Collected data
---
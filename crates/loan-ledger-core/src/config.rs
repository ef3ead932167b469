//! Engine configuration.
//!
//! Every field has a default so a partial document (or none at all) yields a
//! usable configuration. Front ends layer files and environment variables on
//! top of these defaults before deserializing.

use rust_decimal::{Decimal, RoundingStrategy};
use rust_decimal_macros::dec;
use serde::{Deserialize, Serialize};

use crate::types::{Money, Rate};

/// Day-count convention used to turn a period length in days into a year fraction.
#[derive(Debug, Clone, Copy, Default, PartialEq, Eq, Serialize, Deserialize)]
pub enum DayCount {
    /// Actual days over a 365-day year
    #[default]
    #[serde(rename = "actual_365")]
    Actual365,
    /// Actual days over a 360-day year
    #[serde(rename = "actual_360")]
    Actual360,
    /// Days over a 360-day year (30-day months)
    #[serde(rename = "thirty_360")]
    Thirty360,
}

impl DayCount {
    pub fn basis(&self) -> Decimal {
        match self {
            DayCount::Actual365 => dec!(365),
            DayCount::Actual360 | DayCount::Thirty360 => dec!(360),
        }
    }

    pub fn year_fraction(&self, days: u32) -> Decimal {
        Decimal::from(days) / self.basis()
    }
}

/// Midpoint handling when rounding to the currency scale.
#[derive(Debug, Clone, Copy, Default, PartialEq, Eq, Serialize, Deserialize)]
#[serde(rename_all = "snake_case")]
pub enum RoundingMode {
    /// Banker's rounding: 0.125 -> 0.12, 0.135 -> 0.14
    #[default]
    HalfEven,
    /// 0.125 -> 0.13
    HalfUp,
}

impl RoundingMode {
    fn strategy(&self) -> RoundingStrategy {
        match self {
            RoundingMode::HalfEven => RoundingStrategy::MidpointNearestEven,
            RoundingMode::HalfUp => RoundingStrategy::MidpointAwayFromZero,
        }
    }
}

#[derive(Debug, Clone, PartialEq, Eq, Serialize, Deserialize)]
#[serde(default)]
pub struct ScheduleConfig {
    pub day_count: DayCount,
    pub rounding: RoundingMode,
    /// Decimal places of the currency (2 for cents)
    pub scale: u32,
}

impl Default for ScheduleConfig {
    fn default() -> Self {
        Self {
            day_count: DayCount::default(),
            rounding: RoundingMode::default(),
            scale: 2,
        }
    }
}

impl ScheduleConfig {
    pub fn round(&self, amount: Money) -> Money {
        amount.round_dp_with_strategy(self.scale, self.rounding.strategy())
    }
}

/// How a recorded payment must relate to the amount owed.
#[derive(Debug, Clone, Copy, Default, PartialEq, Eq, Serialize, Deserialize)]
#[serde(rename_all = "snake_case")]
pub enum PaymentMatching {
    /// The payment must equal the amount owed exactly
    #[default]
    Exact,
    /// Payments accumulate; the installment settles once fully covered
    PartialAllowed,
}

#[derive(Debug, Clone, PartialEq, Eq, Serialize, Deserialize)]
#[serde(default)]
pub struct LedgerConfig {
    pub payment_matching: PaymentMatching,
    /// Reload-and-retry attempts after a version conflict
    pub max_conflict_retries: u32,
}

impl Default for LedgerConfig {
    fn default() -> Self {
        Self {
            payment_matching: PaymentMatching::default(),
            max_conflict_retries: 3,
        }
    }
}

/// Rates offered for new loans. Snapshotted into each loan's terms at creation.
#[derive(Debug, Clone, Default, PartialEq, Eq, Serialize, Deserialize)]
#[serde(default)]
pub struct RateCard {
    pub simple_rate: Rate,
    pub compound_rate: Rate,
    pub late_rate: Rate,
}

#[derive(Debug, Clone, Default, PartialEq, Eq, Serialize, Deserialize)]
#[serde(default)]
pub struct EngineConfig {
    pub schedule: ScheduleConfig,
    pub ledger: LedgerConfig,
    pub rates: RateCard,
}
pub mod clock;
pub mod service;
pub mod state;
pub mod store;

pub use clock::{Clock, FixedClock, SystemClock};
pub use service::LedgerService;
pub use state::{is_overdue, loan_status};
pub use store::{InMemoryLedgerStore, LedgerStore};
pub mod amortization;
pub mod config;
pub mod error;
pub mod ledger;
pub mod loan;
pub mod session;
pub mod types;

#[cfg(feature = "portfolio")]
pub mod portfolio;

pub use config::EngineConfig;
pub use error::LoanLedgerError;
pub use loan::{
    BorrowerId, Installment, InstallmentStatus, InterestMode, Loan, LoanId, LoanStatus, LoanTerms,
};
pub use types::*;

/// Standard result type for all loan-ledger operations
pub type LedgerResult<T> = Result<T, LoanLedgerError>;
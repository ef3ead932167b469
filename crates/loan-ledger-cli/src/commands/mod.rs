pub mod loans;
pub mod payments;
pub mod reports;
pub mod schedule;

use chrono::NaiveDate;
use clap::{Args, ValueEnum};
use rust_decimal::Decimal;
use serde_json::Value;

use loan_ledger_core::config::RateCard;
use loan_ledger_core::ledger::LedgerService;
use loan_ledger_core::loan::terms::DEFAULT_PERIOD_DAYS;
use loan_ledger_core::session::Session;
use loan_ledger_core::{InterestMode, LoanTerms};

use crate::input;
use crate::store::JsonFileStore;

pub type CommandResult = Result<Value, Box<dyn std::error::Error>>;

/// What every ledger command runs against.
pub struct Context {
    pub service: LedgerService<JsonFileStore>,
    pub session: Session,
}

#[derive(Debug, Clone, Copy, ValueEnum)]
pub enum ModeArg {
    Simple,
    Compound,
}

impl From<ModeArg> for InterestMode {
    fn from(m: ModeArg) -> Self {
        match m {
            ModeArg::Simple => InterestMode::Simple,
            ModeArg::Compound => InterestMode::Compound,
        }
    }
}

/// Loan terms, from a JSON document or individual flags
#[derive(Args, Debug, Clone)]
pub struct TermsArgs {
    /// Path to a JSON terms document (overrides individual flags)
    #[arg(long)]
    pub input: Option<String>,

    /// Amount lent
    #[arg(long)]
    pub principal: Option<Decimal>,

    /// Annual interest rate as a decimal (0.12 = 12%); defaults to the rate card
    #[arg(long)]
    pub rate: Option<Decimal>,

    /// Number of installments
    #[arg(long)]
    pub installments: Option<u32>,

    /// Interest mode
    #[arg(long, value_enum, default_value = "simple")]
    pub mode: ModeArg,

    /// Start date (YYYY-MM-DD); defaults to today
    #[arg(long)]
    pub start_date: Option<NaiveDate>,

    /// Days between installments
    #[arg(long, default_value_t = DEFAULT_PERIOD_DAYS)]
    pub period_days: u32,

    /// Late-payment rate; defaults to the rate card
    #[arg(long)]
    pub late_rate: Option<Decimal>,
}

impl TermsArgs {
    /// Terms from `--input`, piped stdin, or the flags, in that order.
    pub fn resolve(
        &self,
        card: &RateCard,
        today: NaiveDate,
    ) -> Result<LoanTerms, Box<dyn std::error::Error>> {
        if let Some(terms) = input::document::<LoanTerms>(self.input.as_deref())? {
            return Ok(terms);
        }
        self.flag_terms(card, today)
    }

    pub fn flag_terms(
        &self,
        card: &RateCard,
        today: NaiveDate,
    ) -> Result<LoanTerms, Box<dyn std::error::Error>> {
        let principal = self
            .principal
            .ok_or("--principal is required (or provide --input)")?;
        let installments = self
            .installments
            .ok_or("--installments is required (or provide --input)")?;
        let start = self.start_date.unwrap_or(today);

        let mut terms =
            LoanTerms::from_rate_card(principal, installments, self.mode.into(), start, card)
                .with_period_days(self.period_days);
        if let Some(rate) = self.rate {
            terms.annual_rate = rate;
        }
        if let Some(late) = self.late_rate {
            terms.late_rate = late;
        }
        Ok(terms)
    }
}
---
- Task item: Within the records, filter for lines that contain the word "currency" and show each one.

- Written answer:
/// Midpoint handling when rounding to the currency scale.
    /// Decimal places of the currency (2 for cents)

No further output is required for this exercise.